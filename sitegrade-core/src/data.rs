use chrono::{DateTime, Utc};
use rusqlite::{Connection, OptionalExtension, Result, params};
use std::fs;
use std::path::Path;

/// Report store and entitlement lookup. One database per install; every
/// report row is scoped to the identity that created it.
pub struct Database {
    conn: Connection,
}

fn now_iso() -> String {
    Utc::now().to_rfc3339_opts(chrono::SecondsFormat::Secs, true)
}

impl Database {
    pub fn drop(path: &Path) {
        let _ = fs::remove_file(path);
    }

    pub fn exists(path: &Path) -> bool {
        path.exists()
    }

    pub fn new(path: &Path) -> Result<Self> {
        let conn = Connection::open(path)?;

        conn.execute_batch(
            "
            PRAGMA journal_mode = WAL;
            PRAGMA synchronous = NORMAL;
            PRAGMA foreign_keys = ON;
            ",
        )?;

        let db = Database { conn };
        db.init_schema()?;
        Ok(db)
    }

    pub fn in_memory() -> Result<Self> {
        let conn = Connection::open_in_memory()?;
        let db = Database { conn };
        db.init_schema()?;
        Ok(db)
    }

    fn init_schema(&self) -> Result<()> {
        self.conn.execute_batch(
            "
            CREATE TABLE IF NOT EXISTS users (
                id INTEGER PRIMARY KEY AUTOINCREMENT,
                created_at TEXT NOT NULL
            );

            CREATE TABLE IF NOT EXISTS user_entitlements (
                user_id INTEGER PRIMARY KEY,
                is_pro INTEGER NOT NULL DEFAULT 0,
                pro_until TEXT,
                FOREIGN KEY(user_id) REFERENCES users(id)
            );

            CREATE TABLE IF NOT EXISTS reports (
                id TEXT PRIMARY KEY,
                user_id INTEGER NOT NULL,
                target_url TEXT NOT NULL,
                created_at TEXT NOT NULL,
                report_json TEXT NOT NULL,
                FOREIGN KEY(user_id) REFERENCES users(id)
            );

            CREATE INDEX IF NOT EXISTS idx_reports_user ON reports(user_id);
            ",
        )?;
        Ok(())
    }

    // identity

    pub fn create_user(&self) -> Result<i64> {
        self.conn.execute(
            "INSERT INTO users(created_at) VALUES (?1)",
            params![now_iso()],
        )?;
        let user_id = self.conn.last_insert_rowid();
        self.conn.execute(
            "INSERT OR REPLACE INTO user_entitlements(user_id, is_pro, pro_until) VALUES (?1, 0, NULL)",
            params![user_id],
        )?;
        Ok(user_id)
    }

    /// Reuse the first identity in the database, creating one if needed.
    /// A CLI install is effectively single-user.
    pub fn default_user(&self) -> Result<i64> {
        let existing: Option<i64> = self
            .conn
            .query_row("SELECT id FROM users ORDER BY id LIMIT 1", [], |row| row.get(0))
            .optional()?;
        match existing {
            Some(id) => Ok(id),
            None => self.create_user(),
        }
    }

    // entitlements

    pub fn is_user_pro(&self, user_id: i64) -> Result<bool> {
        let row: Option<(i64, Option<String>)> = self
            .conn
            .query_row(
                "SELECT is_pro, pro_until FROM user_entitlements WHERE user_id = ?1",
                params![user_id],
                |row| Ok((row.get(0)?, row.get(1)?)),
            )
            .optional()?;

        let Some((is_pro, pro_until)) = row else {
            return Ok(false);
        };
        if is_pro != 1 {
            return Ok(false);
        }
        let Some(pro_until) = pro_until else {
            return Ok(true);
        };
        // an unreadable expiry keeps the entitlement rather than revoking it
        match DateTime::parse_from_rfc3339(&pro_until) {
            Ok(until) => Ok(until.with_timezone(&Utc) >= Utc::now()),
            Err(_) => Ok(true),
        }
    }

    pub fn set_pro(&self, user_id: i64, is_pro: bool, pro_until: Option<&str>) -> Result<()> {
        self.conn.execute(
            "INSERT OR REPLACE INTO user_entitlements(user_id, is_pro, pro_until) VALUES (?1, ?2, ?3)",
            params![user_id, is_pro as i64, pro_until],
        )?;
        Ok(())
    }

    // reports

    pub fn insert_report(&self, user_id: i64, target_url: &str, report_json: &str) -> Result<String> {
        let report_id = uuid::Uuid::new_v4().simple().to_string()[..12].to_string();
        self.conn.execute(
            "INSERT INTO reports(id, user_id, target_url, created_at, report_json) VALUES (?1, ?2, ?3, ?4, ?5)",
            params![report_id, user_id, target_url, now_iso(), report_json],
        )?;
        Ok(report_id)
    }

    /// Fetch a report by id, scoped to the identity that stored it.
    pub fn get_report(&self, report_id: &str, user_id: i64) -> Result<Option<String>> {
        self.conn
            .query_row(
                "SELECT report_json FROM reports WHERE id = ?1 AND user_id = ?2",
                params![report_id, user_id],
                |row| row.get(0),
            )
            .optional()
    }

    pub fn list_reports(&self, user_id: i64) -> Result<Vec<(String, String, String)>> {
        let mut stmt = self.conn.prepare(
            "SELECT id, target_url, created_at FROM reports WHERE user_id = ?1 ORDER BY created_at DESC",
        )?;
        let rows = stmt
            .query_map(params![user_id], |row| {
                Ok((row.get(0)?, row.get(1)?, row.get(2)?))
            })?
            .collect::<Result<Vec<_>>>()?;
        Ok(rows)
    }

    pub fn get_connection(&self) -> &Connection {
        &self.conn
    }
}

■ ■ ■ ■ ■ ■ ■

Check each line in the records above for the word "Connection". Return those that have it.

use rusqlite::{Connection, OptionalExtension, Result, params};
    conn: Connection,
        let conn = Connection::open(path)?;
        let conn = Connection::open_in_memory()?;
    pub fn get_connection(&self) -> &Connection {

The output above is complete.